### Problem statement:
State how many lines of the entries hold the string "const", and nothing more.

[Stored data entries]
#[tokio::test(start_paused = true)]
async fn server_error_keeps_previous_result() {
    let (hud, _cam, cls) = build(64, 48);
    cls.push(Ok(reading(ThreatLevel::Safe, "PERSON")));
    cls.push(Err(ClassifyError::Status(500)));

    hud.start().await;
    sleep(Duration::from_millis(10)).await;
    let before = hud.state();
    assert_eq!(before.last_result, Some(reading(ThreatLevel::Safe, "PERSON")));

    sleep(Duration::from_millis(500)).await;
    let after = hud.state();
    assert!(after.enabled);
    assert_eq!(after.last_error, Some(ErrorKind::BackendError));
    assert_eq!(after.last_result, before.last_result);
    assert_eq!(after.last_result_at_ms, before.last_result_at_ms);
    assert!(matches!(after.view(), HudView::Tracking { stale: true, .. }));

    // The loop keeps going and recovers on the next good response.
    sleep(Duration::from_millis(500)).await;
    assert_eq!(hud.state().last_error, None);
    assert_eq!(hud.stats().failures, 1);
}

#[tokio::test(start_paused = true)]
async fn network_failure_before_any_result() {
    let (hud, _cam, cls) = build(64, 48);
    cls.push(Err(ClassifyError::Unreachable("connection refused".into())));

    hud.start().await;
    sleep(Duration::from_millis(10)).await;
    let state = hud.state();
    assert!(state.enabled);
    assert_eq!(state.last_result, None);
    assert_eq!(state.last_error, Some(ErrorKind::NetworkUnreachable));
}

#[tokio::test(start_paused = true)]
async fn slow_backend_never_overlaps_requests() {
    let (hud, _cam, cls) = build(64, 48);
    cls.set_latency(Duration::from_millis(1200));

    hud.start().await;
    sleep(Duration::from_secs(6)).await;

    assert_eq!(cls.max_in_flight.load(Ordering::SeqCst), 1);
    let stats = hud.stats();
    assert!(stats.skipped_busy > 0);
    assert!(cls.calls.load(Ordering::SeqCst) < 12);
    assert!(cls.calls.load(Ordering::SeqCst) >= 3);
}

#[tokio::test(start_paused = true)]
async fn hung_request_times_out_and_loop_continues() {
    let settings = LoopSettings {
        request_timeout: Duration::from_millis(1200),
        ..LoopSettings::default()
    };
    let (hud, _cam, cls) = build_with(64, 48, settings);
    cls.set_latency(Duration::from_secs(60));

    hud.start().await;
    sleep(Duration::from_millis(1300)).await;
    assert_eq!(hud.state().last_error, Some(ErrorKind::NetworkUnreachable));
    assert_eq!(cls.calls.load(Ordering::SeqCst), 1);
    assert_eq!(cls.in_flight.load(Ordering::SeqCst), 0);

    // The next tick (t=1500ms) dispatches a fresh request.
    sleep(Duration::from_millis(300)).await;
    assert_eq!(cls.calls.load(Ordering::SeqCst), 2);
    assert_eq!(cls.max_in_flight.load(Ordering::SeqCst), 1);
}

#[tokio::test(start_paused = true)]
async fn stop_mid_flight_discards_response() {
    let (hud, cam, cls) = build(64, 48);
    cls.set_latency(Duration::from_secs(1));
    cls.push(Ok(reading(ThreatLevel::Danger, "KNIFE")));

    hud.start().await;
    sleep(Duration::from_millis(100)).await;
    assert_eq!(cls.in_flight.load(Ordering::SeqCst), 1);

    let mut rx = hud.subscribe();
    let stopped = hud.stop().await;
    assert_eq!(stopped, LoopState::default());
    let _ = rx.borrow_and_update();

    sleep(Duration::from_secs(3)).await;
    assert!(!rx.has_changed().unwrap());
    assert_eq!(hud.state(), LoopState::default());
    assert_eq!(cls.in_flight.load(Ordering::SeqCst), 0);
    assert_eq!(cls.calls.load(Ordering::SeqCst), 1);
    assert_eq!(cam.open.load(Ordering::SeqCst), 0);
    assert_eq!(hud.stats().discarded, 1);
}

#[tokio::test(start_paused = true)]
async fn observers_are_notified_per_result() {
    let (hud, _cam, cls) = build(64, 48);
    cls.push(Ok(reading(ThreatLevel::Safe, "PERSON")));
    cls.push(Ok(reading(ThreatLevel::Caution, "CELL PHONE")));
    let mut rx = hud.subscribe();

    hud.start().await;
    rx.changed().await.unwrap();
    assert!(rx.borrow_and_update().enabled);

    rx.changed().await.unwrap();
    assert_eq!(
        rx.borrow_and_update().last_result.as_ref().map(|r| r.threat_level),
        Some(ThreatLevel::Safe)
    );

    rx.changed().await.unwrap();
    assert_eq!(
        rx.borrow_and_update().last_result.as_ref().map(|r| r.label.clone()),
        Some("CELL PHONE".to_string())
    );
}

==

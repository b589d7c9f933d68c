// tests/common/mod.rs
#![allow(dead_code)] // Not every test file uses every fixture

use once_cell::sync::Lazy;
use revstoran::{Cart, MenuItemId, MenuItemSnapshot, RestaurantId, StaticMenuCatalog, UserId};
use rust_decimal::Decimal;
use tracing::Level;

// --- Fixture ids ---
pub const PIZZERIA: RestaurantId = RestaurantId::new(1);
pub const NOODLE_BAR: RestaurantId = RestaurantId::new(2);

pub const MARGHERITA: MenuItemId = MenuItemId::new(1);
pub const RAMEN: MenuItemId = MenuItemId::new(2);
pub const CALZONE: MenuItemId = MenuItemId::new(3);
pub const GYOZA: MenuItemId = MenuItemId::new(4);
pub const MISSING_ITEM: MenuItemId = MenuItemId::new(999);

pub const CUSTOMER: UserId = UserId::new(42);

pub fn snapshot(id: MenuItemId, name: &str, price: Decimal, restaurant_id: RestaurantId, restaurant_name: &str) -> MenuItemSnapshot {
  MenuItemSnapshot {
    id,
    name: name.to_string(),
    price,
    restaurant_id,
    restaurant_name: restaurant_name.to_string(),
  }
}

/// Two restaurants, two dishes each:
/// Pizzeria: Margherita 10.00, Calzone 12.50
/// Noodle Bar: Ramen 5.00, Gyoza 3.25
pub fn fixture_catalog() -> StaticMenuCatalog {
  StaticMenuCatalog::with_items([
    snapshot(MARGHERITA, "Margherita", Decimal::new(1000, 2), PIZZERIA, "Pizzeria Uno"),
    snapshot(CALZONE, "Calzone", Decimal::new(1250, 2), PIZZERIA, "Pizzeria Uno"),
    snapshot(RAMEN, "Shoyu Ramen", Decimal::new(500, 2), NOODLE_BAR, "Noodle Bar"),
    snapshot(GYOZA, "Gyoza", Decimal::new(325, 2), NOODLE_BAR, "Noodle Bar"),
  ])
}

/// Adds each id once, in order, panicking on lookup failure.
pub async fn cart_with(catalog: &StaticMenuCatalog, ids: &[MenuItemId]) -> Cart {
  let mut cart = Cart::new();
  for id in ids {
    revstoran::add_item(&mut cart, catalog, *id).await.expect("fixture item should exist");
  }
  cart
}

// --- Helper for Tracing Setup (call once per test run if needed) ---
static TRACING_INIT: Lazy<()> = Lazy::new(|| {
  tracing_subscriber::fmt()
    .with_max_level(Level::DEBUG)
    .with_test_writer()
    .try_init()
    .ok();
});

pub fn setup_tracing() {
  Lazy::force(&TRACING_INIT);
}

### Result below:
8